About 500 ethnic Tibetans from neighboring townships had converged on Sichuan province’s Dabba county government on Friday demanding that the border between them be clearly demarcated, the Hong Kong-based Information Center for Human Rights and Democracy reported.

The lack of a clear border had led to escalating clashes over accusations of poaching of caterpillar fungus, a precious ingredient in traditional Chinese medicine that is the mainstay of the local economy, the group said.

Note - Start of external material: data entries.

pub mod parser;
pub mod process;
pub mod telemetry;

// Re-export the surface an orchestrator typically touches.
pub use parser::{BombardierParser, Metric, MetricUnit, MetricsParser};
pub use process::{ProcessProxy, ProcessSpec, WaitOutcome};
pub use telemetry::{LogEvent, SummarySink};
//! Summary-file telemetry.
//!
//! Structured events are rendered to fixed-width text, accumulated in a
//! thread-safe buffer, and drained to an append-only log by one background
//! flush loop per sink. The loop swallows every failure: telemetry must never
//! be able to take down the host process.

pub mod buffer;
pub mod event;
pub mod format;
pub mod retry;
pub mod sink;

pub use buffer::ConcurrentBuffer;
pub use event::{ErrorDetail, LogEvent, LogEventKind};
pub use retry::RetryPolicy;
pub use sink::{SummarySink, TelemetryError};
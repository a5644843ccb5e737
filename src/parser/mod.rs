//! Extraction of structured metrics from captured benchmark output.
//!
//! Third-party tools emit loosely structured text; each tool gets one fixed
//! extraction strategy behind [`MetricsParser`]. Strategies are deterministic,
//! skip content they do not recognize, and fail only when the minimal report
//! structure is missing.

pub mod bombardier;
pub mod metric;

pub use bombardier::BombardierParser;
pub use metric::{Metric, MetricUnit};

use thiserror::Error;

#[derive(Debug, Error)]
pub enum ParseError {
    #[error("no report document found in captured output")]
    MissingReport,
    #[error("report is missing the '{0}' section")]
    MissingSection(&'static str),
    #[error("report document is malformed: {0}")]
    Malformed(#[from] serde_json::Error),
}

/// Tool-specific strategy turning one completed run's captured text into an
/// ordered sequence of metric records.
pub trait MetricsParser {
    fn parse(&self, text: &str) -> Result<Vec<Metric>, ParseError>;
}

County officials made no move to intervene, however, and fighting broke out between the two groups on a nearby bridge during which several men from Danba township drew rifles and threw hand grenades, killing six from Sumdo township, the group said.

A female officer who answered the phone at Dabba police headquarters confirmed the clash, but said investigators were still trying to determine the number of casualties.

“I heard that people died but we are not clear about the exact number since the investigation is still going on,” said the woman, who declined to give her name as is common with Chinese police officers.

Calls to county government officers rang unanswered.

The Information Center said local Tibetan leaders were holding the county government partly responsible for the clashes because it failed on repeated occasions to meet calls to settle the border dispute.

Amid rising numbers of civil disturbances, local officials have been ordered by Beijing to step in before such disputes get out of hand — and threatened with dismissal for not doing so.

It wasn’t clear where the weapons had come from, although guerrillas in traditionally Tibetan areas of western Sichuan battled occupying Chinese forces for years in the 1950s.